Cette analyse, reproduite ci-après, est sur le site de l’ASSOCIATION NATIONALE DES PRODUCTEURS DE LAIT.

 

1 – La Loi de modernisation Agricole (LMA) – La contractualisation

 

Etat des lieux

 

« Il n’y aura pas d’alimentation sans agriculteurs, et pas d’agriculteurs sans un revenu stable et décent pour chacun d’entre eux. Le premier objectif de la loi, c’est donc de garantir aux agriculteurs un revenu qui leur permette de vivre dignement de leur travail. »

Bruno Le Maire (08/2010)

 

Adoptée en juillet 2010, la LMA a pour principal objectif d’assurer un équilibre des relations économiques entre les producteurs, les plus faibles, et l’aval de la filière.

Ainsi, la mesure phare est la mise en place de contrats écrits. Cette contractualisation trouve ses motivations dans la fin annoncée des quotas laitiers (2015), la diminution des dispositifs d’intervention sur les marchés et la volatilité accrue des prix particulièrement marquée par la crise de 2009 ( le prix payé aux producteurs ne couvrant pas les coûts de production).

 

Alors que les transactions agricoles sont soumises aux règles du code du commerce, le producteur étant tenu de communiquer ses conditions générales de vente à l’acheteur, la loi impose la formulation écrite des contrats aux acheteurs. Dans la pratique, la loi laisse dans un premier temps la possibilité de rédiger ces contrats dans le cadre interprofessionnel.
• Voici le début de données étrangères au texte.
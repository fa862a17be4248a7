//! Settings
//!
//! All tunables for the client core, loaded from environment variables.
//! The `OLLAMA_*` names match what the wider Ollama ecosystem uses; the
//! `FORGE_*` names are ours.

use std::time::Duration;

use crate::backend::discovery::DiscoveryConfig;
use crate::backend::url;

/// Default generate endpoint when nothing is configured.
pub const DEFAULT_BACKEND_URL: &str = "http://localhost:11434/api/generate";

/// Default model when nothing is configured.
pub const DEFAULT_MODEL: &str = "qwen3:latest";

/// Settings for the backend client core.
#[derive(Clone, Debug)]
pub struct Settings {
    /// Canonical generate-endpoint URL (normalized on load).
    pub backend_url: String,
    /// Default model identifier.
    pub model: String,
    /// Whether the interactive startup connection check runs.
    ///
    /// `false` is the non-interactive bypass: never prompt, never block
    /// startup on a missing backend.
    pub startup_check: bool,
    /// Bounded history: maximum user/assistant exchange pairs per session.
    pub max_exchanges: usize,
    /// Idle conversations older than this are eligible for purging.
    pub session_max_age: Duration,
    /// How long a successful validation stays fresh.
    pub freshness: Duration,
    /// Timeout for the identity/version round trip. Connection checks
    /// must be fast; this is seconds, not minutes.
    pub validate_timeout: Duration,
    /// Idle deadline while reading a generation stream. Inference is
    /// slow; this scale is deliberately different from validation.
    pub stream_timeout: Duration,
    /// Subnet scan parameters.
    pub discovery: DiscoveryConfig,
}

impl Default for Settings {
    fn default() -> Self {
        Self {
            backend_url: DEFAULT_BACKEND_URL.to_string(),
            model: DEFAULT_MODEL.to_string(),
            startup_check: true,
            max_exchanges: 20,
            session_max_age: Duration::from_secs(24 * 60 * 60),
            freshness: Duration::from_secs(60),
            validate_timeout: Duration::from_secs(2),
            stream_timeout: Duration::from_secs(120),
            discovery: DiscoveryConfig::default(),
        }
    }
}

impl Settings {
    /// Load settings from environment variables, falling back to defaults.
    pub fn from_env() -> Self {
        let defaults = Self::default();

        let backend_url = std::env::var("OLLAMA_URL")
            .ok()
            .filter(|v| !v.trim().is_empty())
            .map(|v| url::generate_url(&v))
            .unwrap_or(defaults.backend_url);

        let model = std::env::var("OLLAMA_MODEL")
            .ok()
            .filter(|v| !v.trim().is_empty())
            .unwrap_or(defaults.model);

        let startup_check = env_bool("OLLAMA_STARTUP_CHECK", defaults.startup_check);

        let discovery = DiscoveryConfig {
            port: env_parse("FORGE_DISCOVERY_PORT", defaults.discovery.port),
            probe_timeout: Duration::from_millis(env_parse(
                "FORGE_DISCOVERY_TIMEOUT_MS",
                defaults.discovery.probe_timeout.as_millis() as u64,
            )),
            max_probes: env_parse("FORGE_DISCOVERY_PROBES", defaults.discovery.max_probes),
        };

        Self {
            backend_url,
            model,
            startup_check,
            max_exchanges: env_parse("FORGE_MAX_EXCHANGES", defaults.max_exchanges),
            session_max_age: Duration::from_secs(
                env_parse(
                    "FORGE_SESSION_MAX_AGE_HOURS",
                    defaults.session_max_age.as_secs() / 3600,
                ) * 3600,
            ),
            freshness: Duration::from_secs(env_parse(
                "FORGE_FRESHNESS_SECS",
                defaults.freshness.as_secs(),
            )),
            validate_timeout: Duration::from_secs(env_parse(
                "FORGE_VALIDATE_TIMEOUT_SECS",
                defaults.validate_timeout.as_secs(),
            )),
            stream_timeout: Duration::from_secs(env_parse(
                "FORGE_STREAM_TIMEOUT_SECS",
                defaults.stream_timeout.as_secs(),
            )),
            discovery,
        }
    }
}

/// Parse a boolean the way the wider tooling expects: true/1/yes.
pub fn parse_bool(value: &str) -> bool {
    matches!(value.trim().to_ascii_lowercase().as_str(), "true" | "1" | "yes")
}

fn env_bool(name: &str, default: bool) -> bool {
    std::env::var(name).map(|v| parse_bool(&v)).unwrap_or(default)
}

fn env_parse<T: std::str::FromStr>(name: &str, default: T) -> T {
    std::env::var(name)
        .ok()
        .and_then(|v| v.trim().parse().ok())
        .unwrap_or(default)
}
Faute de prémices d’un travail interprofessionnel, c’est le décret du 30 décembre 2010 qui fixe les éléments figurant obligatoirement dans le contrat.

 

Nos réactions

 

Alors que les constats émis dans ce rapport sont clairs :

· Les producteurs ont une relation « de nature contractuelle » avec leurs collecteurs, et leur dépendance de cet acheteur unique, ainsi que la production quotidienne d’un produit non stockable, ne leur permet pas des positions « spéculatives » de court terme (page 16)

· La conclusion de contrats écrits entre les producteurs agricoles et leurs premiers acheteurs a pour principal objectif d’améliorer l’équilibre des relations économiques entre les uns et les autres (page 23)
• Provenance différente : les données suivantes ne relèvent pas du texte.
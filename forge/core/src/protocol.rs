//! Outgoing Stream Records
//!
//! The discrete event records the transport layer forwards to its
//! client, one per token event. A stream is a run of `{"token": ...}`
//! records closed by exactly one terminal record: `{"done": true}` on
//! success (optionally carrying the full concatenated text) or
//! `{"error": ..., "type": ...}` on failure.

use serde::{Deserialize, Serialize};

use crate::backend::TokenEvent;

/// One record of the outgoing stream protocol.
#[derive(Clone, Debug, PartialEq, Serialize, Deserialize)]
#[serde(untagged)]
pub enum StreamRecord {
    /// Interim: one incremental text delta.
    Token {
        /// The delta text.
        token: String,
    },
    /// Terminal success.
    Done {
        /// Always `true`; present so the record is self-describing.
        done: bool,
        /// Full concatenated text, when the caller wants it inline.
        #[serde(skip_serializing_if = "Option::is_none")]
        text: Option<String>,
    },
    /// Terminal failure.
    Error {
        /// Human-readable message.
        error: String,
        /// Stable error kind tag (see `BackendError::kind`).
        #[serde(rename = "type")]
        kind: String,
    },
}

impl StreamRecord {
    /// Translate a token event into its wire record.
    pub fn from_event(event: &TokenEvent) -> Self {
        match event {
            TokenEvent::Token(text) => Self::Token { token: text.clone() },
            TokenEvent::Done { text } => Self::Done {
                done: true,
                text: Some(text.clone()),
            },
            TokenEvent::Error(err) => Self::Error {
                error: err.to_string(),
                kind: err.kind().to_string(),
            },
        }
    }

    /// Whether this record closes the stream.
    pub fn is_terminal(&self) -> bool {
        !matches!(self, Self::Token { .. })
    }

    /// Serialize as one server-sent event frame.
    pub fn to_sse(&self) -> String {
        // These records are plain string-keyed structs; serializing
        // them cannot fail.
        let json = serde_json::to_string(self).expect("stream record serialization");
        format!("data: {json}\n\n")
    }
}

#[cfg(test)]
mod tests {
    use super::*;
    use crate::error::BackendError;

    #[test]
    fn test_token_record_shape() {
        let record = StreamRecord::Token { token: "Hel".into() };
        assert_eq!(serde_json::to_string(&record).unwrap(), r#"{"token":"Hel"}"#);
        assert!(!record.is_terminal());
    }

    #[test]
    fn test_done_record_shape() {
        let record = StreamRecord::Done { done: true, text: None };
        assert_eq!(serde_json::to_string(&record).unwrap(), r#"{"done":true}"#);

        let record = StreamRecord::Done {
            done: true,
            text: Some("Hello".into()),
        };
        assert_eq!(
            serde_json::to_string(&record).unwrap(),
            r#"{"done":true,"text":"Hello"}"#
        );
        assert!(record.is_terminal());
    }

    #[test]
    fn test_error_record_shape() {
        let record = StreamRecord::from_event(&TokenEvent::Error(BackendError::Timeout(
            "no data for 120s".into(),
        )));
        assert_eq!(
            serde_json::to_string(&record).unwrap(),
            r#"{"error":"backend request timed out: no data for 120s","type":"timeout_error"}"#
        );
        assert!(record.is_terminal());
    }

    #[test]
    fn test_sse_framing() {
        let record = StreamRecord::Token { token: "hi".into() };
        assert_eq!(record.to_sse(), "data: {\"token\":\"hi\"}\n\n");
    }

    #[test]
    fn test_round_trip_deserialization() {
        for json in [
            r#"{"token":"x"}"#,
            r#"{"done":true,"text":"x"}"#,
            r#"{"error":"boom","type":"api_error"}"#,
        ] {
            let record: StreamRecord = serde_json::from_str(json).unwrap();
            assert_eq!(serde_json::to_string(&record).unwrap(), json);
        }
    }
}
· Ce rééquilibrage profite en premier lieu à celui considéré traditionnellement comme le plus « faible » dans la relation, c’est-à-dire au producteur agricole (page23)
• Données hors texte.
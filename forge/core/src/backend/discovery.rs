//! Backend Auto-Discovery
//!
//! Scans the local /24 network for an Ollama instance when the
//! configured address stops answering. Probes run as a bounded set of
//! concurrent futures under one stream: at most `max_probes` are in
//! flight, each with its own timeout, and the first hit wins - dropping
//! the probe stream abandons everything still outstanding or queued, so
//! a winner cancels the rest instead of waiting for them.
//!
//! Worst-case wall clock is roughly `ceil(254 / max_probes) *
//! probe_timeout`; most hosts on a home network time out rather than
//! refuse, which is why the per-host timeout is the dominant cost lever.

use std::net::Ipv4Addr;
use std::time::{Duration, Instant};

use futures::stream::{self, StreamExt};

use super::url;

/// Parameters for one subnet scan.
#[derive(Clone, Debug)]
pub struct DiscoveryConfig {
    /// Port to probe on every candidate host.
    pub port: u16,
    /// Per-host probe timeout.
    pub probe_timeout: Duration,
    /// Concurrency cap: probes in flight at once.
    pub max_probes: usize,
}

impl Default for DiscoveryConfig {
    fn default() -> Self {
        Self {
            port: 11434,
            probe_timeout: Duration::from_millis(750),
            max_probes: 20,
        }
    }
}

/// A backend instance found by scanning.
#[derive(Clone, Debug)]
pub struct DiscoveredServer {
    /// Host that answered.
    pub host: Ipv4Addr,
    /// Server base URL (no `/api` suffix).
    pub base_url: String,
    /// When the winning probe completed.
    pub probed_at: Instant,
}

/// Determine the local IPv4 address used for outbound traffic.
///
/// Connecting a UDP socket assigns the outbound interface address
/// without sending a packet; the target address is irrelevant.
pub async fn local_ipv4() -> Option<Ipv4Addr> {
    let socket = match tokio::net::UdpSocket::bind("0.0.0.0:0").await {
        Ok(socket) => socket,
        Err(err) => {
            tracing::debug!(error = %err, "Unable to bind socket for local address detection");
            return None;
        }
    };
    if let Err(err) = socket.connect("8.8.8.8:80").await {
        tracing::debug!(error = %err, "Unable to determine local network configuration");
        return None;
    }
    match socket.local_addr() {
        Ok(std::net::SocketAddr::V4(addr)) => Some(*addr.ip()),
        _ => None,
    }
}

/// All candidate hosts in the /24 around `local`, excluding `local`.
pub fn subnet_hosts(local: Ipv4Addr) -> Vec<Ipv4Addr> {
    let [a, b, c, _] = local.octets();
    (1..=254)
        .map(|d| Ipv4Addr::new(a, b, c, d))
        .filter(|host| *host != local)
        .collect()
}

/// Scan the local subnet for a backend instance.
///
/// Returns `None` both when the local network cannot be determined and
/// when no host answers - not-found is a signal for the caller's
/// fallback flow, never an error.
pub async fn discover(http: &reqwest::Client, config: &DiscoveryConfig) -> Option<DiscoveredServer> {
    let local = local_ipv4().await?;
    let hosts = subnet_hosts(local);
    tracing::info!(
        subnet = %format!("{}.{}.{}.0/24", local.octets()[0], local.octets()[1], local.octets()[2]),
        port = config.port,
        probes = config.max_probes,
        "Scanning for backend instances"
    );
    scan(http, &hosts, config).await
}

/// Probe an explicit candidate list, first match wins.
pub async fn scan(
    http: &reqwest::Client,
    hosts: &[Ipv4Addr],
    config: &DiscoveryConfig,
) -> Option<DiscoveredServer> {
    let mut probes = stream::iter(hosts.iter().copied())
        .map(|host| probe(http.clone(), host, config.port, config.probe_timeout))
        .buffer_unordered(config.max_probes.max(1));

    while let Some(result) = probes.next().await {
        if let Some(found) = result {
            tracing::info!(host = %found.host, "Discovered backend instance");
            // Dropping `probes` here abandons every outstanding and
            // not-yet-started probe.
            return Some(found);
        }
    }

    tracing::info!("Discovery scan completed without finding a backend");
    None
}

/// Probe one host: the identity endpoint must answer with the expected
/// shape within the timeout. Reachability alone is not enough - an
/// unrelated service could be listening on the port.
async fn probe(
    http: reqwest::Client,
    host: Ipv4Addr,
    port: u16,
    timeout: Duration,
) -> Option<DiscoveredServer> {
    let base = format!("http://{host}:{port}");
    if identity_check(&http, &base, timeout).await {
        Some(DiscoveredServer {
            host,
            base_url: base,
            probed_at: Instant::now(),
        })
    } else {
        None
    }
}

/// Shared identity check: GET the version endpoint and require a JSON
/// object carrying a string `version` field.
pub(crate) async fn identity_check(http: &reqwest::Client, base: &str, timeout: Duration) -> bool {
    let response = match http
        .get(url::version_url(base))
        .timeout(timeout)
        .send()
        .await
    {
        Ok(response) => response,
        Err(err) => {
            tracing::trace!(base, error = %err, "Identity probe failed");
            return false;
        }
    };

    if !response.status().is_success() {
        tracing::trace!(base, status = %response.status(), "Identity probe rejected");
        return false;
    }

    match response.json::<serde_json::Value>().await {
        Ok(body) => {
            let valid = body.get("version").map(serde_json::Value::is_string) == Some(true);
            if !valid {
                tracing::debug!(base, "Endpoint answered but does not look like a backend");
            }
            valid
        }
        Err(_) => false,
    }
}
Alors qu’au niveau européen, la contractualisation reste facultative, décision de chaque état membre.

Alors que le règlement européen précise que ces contrats doivent renforcer le pouvoir de négociation des producteurs, favoriser l’adaptation de l’offre à la demande, mentionner le prix payé à la production, mais aussi que les interprofessions peuvent proposer des contrats type,

Les décisions imposées par décret dans le cadre de la LMA sont en totale contradiction avec les objectifs affichés de ces lois. Le pouvoir des industriels privés, chargés de rédiger les contrats d’achats, se trouve renforcé.

Ainsi, dans ces contrats, la gestion des volumes produits, la fixation d’un prix décent (tenant compte des coûts de production du produit lait à la sortie de l’exploitation) et la facturation, échappent totalement aux producteurs appelés premier maillon de la filière. Il nous semble que toute filière doit savoir reconnaître ses acteurs et répartir équitablement les marges.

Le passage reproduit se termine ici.